| PROBLEM DETAILS |
From the entries that follow, copy each line containing the word "CompletionRequest".

-------- TASK DATA

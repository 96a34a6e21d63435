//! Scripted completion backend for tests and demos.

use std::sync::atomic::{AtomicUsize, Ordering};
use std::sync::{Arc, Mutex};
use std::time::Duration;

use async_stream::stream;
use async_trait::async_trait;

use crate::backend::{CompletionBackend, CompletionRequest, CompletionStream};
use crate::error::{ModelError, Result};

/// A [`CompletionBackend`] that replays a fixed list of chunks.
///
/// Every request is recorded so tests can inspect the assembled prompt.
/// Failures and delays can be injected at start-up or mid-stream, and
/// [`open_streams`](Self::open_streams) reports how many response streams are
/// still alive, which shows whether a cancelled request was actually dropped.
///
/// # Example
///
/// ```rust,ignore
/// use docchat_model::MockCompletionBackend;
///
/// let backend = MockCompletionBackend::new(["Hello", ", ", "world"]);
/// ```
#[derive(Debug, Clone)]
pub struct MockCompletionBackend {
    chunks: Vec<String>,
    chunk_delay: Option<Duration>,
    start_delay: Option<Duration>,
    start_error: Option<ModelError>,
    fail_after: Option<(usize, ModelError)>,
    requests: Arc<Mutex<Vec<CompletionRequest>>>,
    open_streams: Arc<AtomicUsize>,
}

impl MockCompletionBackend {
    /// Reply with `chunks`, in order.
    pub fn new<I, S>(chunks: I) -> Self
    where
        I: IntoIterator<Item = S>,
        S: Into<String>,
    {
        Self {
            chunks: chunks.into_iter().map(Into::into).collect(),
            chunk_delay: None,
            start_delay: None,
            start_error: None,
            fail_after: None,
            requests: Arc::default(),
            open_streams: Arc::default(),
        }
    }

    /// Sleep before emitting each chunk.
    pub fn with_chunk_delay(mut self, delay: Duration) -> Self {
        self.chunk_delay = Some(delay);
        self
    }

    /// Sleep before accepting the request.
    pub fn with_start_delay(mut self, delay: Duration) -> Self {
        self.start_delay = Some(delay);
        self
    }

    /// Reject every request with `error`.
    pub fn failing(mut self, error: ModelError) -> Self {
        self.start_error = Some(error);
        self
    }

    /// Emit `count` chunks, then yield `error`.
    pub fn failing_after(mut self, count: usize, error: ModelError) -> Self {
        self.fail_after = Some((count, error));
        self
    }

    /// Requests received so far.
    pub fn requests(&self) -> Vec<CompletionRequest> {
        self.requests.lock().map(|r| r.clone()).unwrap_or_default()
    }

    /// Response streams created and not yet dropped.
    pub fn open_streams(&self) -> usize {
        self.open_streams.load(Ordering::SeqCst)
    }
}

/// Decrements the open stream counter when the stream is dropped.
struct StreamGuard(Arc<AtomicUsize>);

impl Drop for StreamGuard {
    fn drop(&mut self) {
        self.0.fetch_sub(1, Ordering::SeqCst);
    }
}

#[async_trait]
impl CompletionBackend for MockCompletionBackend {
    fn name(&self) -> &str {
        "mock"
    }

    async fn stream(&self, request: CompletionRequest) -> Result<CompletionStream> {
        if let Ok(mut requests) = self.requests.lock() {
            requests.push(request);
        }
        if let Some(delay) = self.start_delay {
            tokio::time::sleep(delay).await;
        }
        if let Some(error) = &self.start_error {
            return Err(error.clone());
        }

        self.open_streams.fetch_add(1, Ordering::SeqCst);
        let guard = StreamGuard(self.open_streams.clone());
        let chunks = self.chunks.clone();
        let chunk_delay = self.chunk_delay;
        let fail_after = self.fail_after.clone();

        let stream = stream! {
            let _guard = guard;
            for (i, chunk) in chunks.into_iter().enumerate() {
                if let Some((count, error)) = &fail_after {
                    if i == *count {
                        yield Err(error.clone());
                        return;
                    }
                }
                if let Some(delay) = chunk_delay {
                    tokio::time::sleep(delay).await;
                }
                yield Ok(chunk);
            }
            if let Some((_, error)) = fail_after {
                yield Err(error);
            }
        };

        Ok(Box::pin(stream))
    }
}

----------------
-------- TASK DATA

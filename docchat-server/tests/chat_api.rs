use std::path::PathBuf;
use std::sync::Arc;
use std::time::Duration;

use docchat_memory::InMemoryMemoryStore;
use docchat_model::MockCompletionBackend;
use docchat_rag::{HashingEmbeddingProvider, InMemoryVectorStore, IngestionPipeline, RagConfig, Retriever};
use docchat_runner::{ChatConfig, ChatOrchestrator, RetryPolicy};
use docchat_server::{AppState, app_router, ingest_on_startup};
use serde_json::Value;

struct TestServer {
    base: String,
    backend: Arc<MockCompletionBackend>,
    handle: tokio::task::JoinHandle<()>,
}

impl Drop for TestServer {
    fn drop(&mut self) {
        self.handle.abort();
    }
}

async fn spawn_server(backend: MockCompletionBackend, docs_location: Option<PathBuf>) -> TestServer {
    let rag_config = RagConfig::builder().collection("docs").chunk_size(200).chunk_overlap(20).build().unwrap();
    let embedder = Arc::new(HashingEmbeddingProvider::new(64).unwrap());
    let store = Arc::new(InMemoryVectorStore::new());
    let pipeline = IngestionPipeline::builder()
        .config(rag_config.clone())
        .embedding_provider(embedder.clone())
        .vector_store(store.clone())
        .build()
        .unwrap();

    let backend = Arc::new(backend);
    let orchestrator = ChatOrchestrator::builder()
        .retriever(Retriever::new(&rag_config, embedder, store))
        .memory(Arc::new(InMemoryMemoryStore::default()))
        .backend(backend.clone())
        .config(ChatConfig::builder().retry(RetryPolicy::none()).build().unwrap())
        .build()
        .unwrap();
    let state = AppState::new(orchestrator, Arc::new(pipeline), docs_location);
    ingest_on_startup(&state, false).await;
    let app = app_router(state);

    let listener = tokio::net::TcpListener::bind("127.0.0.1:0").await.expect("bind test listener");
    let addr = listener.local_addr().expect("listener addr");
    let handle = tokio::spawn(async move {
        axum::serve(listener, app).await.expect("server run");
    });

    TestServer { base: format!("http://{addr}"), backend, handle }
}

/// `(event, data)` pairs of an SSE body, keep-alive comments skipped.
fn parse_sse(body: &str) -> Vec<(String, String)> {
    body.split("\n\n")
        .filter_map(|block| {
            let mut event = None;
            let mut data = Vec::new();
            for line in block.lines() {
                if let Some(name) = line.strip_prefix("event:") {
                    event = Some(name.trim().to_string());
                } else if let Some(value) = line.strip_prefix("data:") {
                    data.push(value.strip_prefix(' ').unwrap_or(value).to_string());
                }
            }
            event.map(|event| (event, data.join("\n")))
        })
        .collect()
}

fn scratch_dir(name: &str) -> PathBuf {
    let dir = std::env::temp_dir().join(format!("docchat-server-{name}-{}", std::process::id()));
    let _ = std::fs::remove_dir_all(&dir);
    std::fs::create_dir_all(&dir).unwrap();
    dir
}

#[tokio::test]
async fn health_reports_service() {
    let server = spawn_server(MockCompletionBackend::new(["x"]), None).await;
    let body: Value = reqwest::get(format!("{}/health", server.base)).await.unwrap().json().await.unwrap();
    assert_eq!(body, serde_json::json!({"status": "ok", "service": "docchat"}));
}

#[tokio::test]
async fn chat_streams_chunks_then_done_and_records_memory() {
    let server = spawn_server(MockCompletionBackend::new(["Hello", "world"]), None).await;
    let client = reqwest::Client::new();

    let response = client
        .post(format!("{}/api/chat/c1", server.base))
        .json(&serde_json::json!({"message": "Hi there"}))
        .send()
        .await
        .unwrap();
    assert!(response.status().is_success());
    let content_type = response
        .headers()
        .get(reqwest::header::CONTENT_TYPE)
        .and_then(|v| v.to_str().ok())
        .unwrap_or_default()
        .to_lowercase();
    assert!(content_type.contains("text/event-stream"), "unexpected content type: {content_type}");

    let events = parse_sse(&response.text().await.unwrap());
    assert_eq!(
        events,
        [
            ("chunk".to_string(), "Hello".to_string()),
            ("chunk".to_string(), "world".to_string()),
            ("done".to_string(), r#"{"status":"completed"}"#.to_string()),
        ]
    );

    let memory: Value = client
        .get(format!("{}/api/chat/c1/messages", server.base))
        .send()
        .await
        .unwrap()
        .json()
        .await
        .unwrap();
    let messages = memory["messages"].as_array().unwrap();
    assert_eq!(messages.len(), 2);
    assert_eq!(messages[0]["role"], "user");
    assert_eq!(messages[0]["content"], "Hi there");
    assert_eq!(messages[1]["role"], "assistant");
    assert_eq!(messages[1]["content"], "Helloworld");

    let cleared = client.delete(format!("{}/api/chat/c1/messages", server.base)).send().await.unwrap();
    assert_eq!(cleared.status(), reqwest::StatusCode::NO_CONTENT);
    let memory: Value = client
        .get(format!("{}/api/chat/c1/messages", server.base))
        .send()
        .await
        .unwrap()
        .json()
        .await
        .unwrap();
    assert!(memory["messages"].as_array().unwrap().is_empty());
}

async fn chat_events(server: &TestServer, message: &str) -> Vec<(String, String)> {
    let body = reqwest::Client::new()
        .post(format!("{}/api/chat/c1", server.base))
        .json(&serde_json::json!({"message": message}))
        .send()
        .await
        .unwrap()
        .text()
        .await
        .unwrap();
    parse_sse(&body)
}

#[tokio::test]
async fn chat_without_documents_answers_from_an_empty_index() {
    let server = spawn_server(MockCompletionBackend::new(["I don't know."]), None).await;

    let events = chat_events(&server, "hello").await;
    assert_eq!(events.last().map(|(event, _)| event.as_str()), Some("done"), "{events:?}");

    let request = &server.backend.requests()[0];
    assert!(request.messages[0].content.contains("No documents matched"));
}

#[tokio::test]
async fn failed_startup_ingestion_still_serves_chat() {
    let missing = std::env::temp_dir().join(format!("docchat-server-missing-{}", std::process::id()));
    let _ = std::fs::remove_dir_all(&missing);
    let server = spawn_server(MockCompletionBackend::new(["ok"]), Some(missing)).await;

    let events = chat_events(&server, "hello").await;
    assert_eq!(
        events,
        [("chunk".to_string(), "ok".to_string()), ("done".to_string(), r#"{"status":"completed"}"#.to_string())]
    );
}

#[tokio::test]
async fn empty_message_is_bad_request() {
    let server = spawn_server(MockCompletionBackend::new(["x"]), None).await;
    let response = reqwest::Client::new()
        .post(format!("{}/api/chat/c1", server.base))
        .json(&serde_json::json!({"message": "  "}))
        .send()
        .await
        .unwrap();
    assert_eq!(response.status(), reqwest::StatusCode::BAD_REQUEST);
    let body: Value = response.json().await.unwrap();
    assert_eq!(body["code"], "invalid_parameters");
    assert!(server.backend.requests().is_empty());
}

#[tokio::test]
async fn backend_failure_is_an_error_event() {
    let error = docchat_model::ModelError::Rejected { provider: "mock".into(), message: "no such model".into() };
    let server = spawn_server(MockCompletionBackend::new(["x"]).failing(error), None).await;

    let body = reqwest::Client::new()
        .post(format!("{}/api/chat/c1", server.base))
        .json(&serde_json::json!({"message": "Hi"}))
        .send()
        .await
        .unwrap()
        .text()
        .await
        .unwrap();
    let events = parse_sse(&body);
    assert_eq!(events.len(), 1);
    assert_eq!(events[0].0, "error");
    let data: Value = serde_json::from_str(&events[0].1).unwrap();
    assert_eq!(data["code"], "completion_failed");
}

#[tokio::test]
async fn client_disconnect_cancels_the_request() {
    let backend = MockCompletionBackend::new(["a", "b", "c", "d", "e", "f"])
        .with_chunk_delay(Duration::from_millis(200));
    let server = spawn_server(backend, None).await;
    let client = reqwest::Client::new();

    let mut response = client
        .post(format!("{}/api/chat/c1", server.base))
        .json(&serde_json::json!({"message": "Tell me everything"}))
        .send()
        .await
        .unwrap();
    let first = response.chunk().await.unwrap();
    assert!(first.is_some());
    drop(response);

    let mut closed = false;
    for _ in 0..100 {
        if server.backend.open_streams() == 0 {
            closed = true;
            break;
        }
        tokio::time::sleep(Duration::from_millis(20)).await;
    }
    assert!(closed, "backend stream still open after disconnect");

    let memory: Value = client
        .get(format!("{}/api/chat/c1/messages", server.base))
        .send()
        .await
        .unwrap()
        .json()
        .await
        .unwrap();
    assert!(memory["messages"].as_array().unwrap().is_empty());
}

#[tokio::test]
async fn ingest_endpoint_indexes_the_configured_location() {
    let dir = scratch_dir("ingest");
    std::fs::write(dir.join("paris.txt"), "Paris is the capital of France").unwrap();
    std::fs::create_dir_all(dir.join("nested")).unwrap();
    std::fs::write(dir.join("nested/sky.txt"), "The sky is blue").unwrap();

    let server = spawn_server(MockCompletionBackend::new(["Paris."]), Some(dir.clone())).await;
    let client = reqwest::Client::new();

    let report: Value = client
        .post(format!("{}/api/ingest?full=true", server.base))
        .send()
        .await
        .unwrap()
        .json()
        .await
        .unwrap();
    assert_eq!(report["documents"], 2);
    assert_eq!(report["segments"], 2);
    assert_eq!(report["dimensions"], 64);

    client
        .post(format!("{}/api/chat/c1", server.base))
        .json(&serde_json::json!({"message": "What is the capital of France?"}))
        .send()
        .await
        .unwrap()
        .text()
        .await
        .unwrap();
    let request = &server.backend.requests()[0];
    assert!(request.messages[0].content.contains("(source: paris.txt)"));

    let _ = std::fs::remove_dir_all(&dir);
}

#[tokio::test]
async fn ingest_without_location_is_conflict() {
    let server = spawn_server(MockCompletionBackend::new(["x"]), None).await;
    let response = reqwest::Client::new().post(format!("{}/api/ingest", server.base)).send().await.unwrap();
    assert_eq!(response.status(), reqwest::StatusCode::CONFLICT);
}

----------------

| WRITTEN SOLUTION |
use crate::backend::{CompletionBackend, CompletionRequest, CompletionStream};
    requests: Arc<Mutex<Vec<CompletionRequest>>>,
    pub fn requests(&self) -> Vec<CompletionRequest> {
    async fn stream(&self, request: CompletionRequest) -> Result<CompletionStream> {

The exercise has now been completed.